O sequenciamento permitiu um salto qualitativo no diagnóstico e na prevenção. No centro do genoma temos painéis que conseguem analisar genes responsáveis por 6.300 doenças genéticas simultaneamente. o diagnóstico precoce e preciso é fundamental para o tratamento adequado e para prevenção de novos casos através da identificação de casais em risco.
Bancos genômicos
Mayana lembra que há diversos projetos de pesquisa em andamento visando a futuros tratamentos. “Em primeiro lugar, nós conseguimos sequenciar os genomas de mais de mil idosos saudáveis da população de São Paulo, que constitui o maior banco de idosos da América Latina. Nós descobrimos cerca de dois milhões de variantes genéticas que não estavam nos bancos genômicos internacionais, devido à grande miscigenação da nossa população.” Isso tem sido fundamental para compreender quando uma mutação é causa de uma doença ou simplesmente uma variação populacional.

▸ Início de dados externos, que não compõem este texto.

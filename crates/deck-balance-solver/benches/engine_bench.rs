// Copyright (c) 2025 Felix Kahle.
//
// Permission is hereby granted, free of charge, to any person obtaining
// a copy of this software and associated documentation files (the
// "Software"), to deal in the Software without restriction, including
// without limitation the rights to use, copy, modify, merge, publish,
// distribute, sublicense, and/or sell copies of the Software, and to
// permit persons to whom the Software is furnished to do so, subject to
// the following conditions:
//
// The above copyright notice and this permission notice shall be
// included in all copies or substantial portions of the Software.
//
// THE SOFTWARE IS PROVIDED "AS IS", WITHOUT WARRANTY OF ANY KIND,
// EXPRESS OR IMPLIED, INCLUDING BUT NOT LIMITED TO THE WARRANTIES OF
// MERCHANTABILITY, FITNESS FOR A PARTICULAR PURPOSE AND
// NONINFRINGEMENT. IN NO EVENT SHALL THE AUTHORS OR COPYRIGHT HOLDERS BE
// LIABLE FOR ANY CLAIM, DAMAGES OR OTHER LIABILITY, WHETHER IN AN ACTION
// OF CONTRACT, TORT OR OTHERWISE, ARISING FROM, OUT OF OR IN CONNECTION
// WITH THE SOFTWARE OR THE USE OR OTHER DEALINGS IN THE SOFTWARE.

use criterion::{Criterion, criterion_group, criterion_main};
use deck_balance_core::{grid::GridDims, weight::Weight};
use deck_balance_model::generator::{ManifestGenConfig, ManifestGenerator};
use deck_balance_solver::{config::EngineConfig, engine::PlacementEngine};
use std::hint::black_box;

fn manifest(amount: usize, seed: u64) -> Vec<deck_balance_model::container::Container> {
    let config = ManifestGenConfig::new(amount, Weight::new(1_000.0), Weight::new(50_000.0), seed)
        .expect("valid generator config");
    ManifestGenerator::new(config).generate()
}

fn bench_place_full_deck(c: &mut Criterion) {
    let manifest = manifest(84, 42);
    let engine = PlacementEngine::new(EngineConfig::canonical());

    c.bench_function("place_84_on_6x14", |b| {
        b.iter(|| engine.place(black_box(&manifest)).expect("plan"))
    });
}

fn bench_place_large_grid(c: &mut Criterion) {
    let manifest = manifest(400, 42);
    let engine = PlacementEngine::new(EngineConfig::canonical().with_dims(GridDims::new(20, 20)));

    c.bench_function("place_400_on_20x20", |b| {
        b.iter(|| engine.place(black_box(&manifest)).expect("plan"))
    });
}

criterion_group!(benches, bench_place_full_deck, bench_place_large_grid);
criterion_main!(benches);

Também estão sendo investigados os genomas de nonagenários e centenários e como eles contribuem para o envelhecimento saudável. Outro projeto é o do xenotransplante, em que se busca verificar como utilizar os suínos como doadores de órgãos, por estes serem semelhantes aos dos seres humanos. A técnica de Crispr foi utilizada para edição de genes de suínos para evitar rejeição de órgãos. Agora, a pesquisa busca financiamento para criação de animais com órgãos humanizados em larga escala.
Outra pesquisa investiga como atuam os genes protetores, para explicar em que pessoas portadoras de mutações que causam doenças graves permanecem assintomáticas. essas pesquiwsas abirão novas frentes de tratamento para doenças neurodegenerativas para as quais que não há terapia no momento.
Finalmente, estamos estudando o genoma de pessoas expostas a covid-19 e que não desenvolvem sintomas. “São os casais discordantes, em que um teve a doença em estado grave, enquanto o outro permaneceu assintomático mesmo dividindo a mesma cama. Descobrir os mecanismos protetores dessas pessoas poderá levar a futuros tratamentos”, conclui.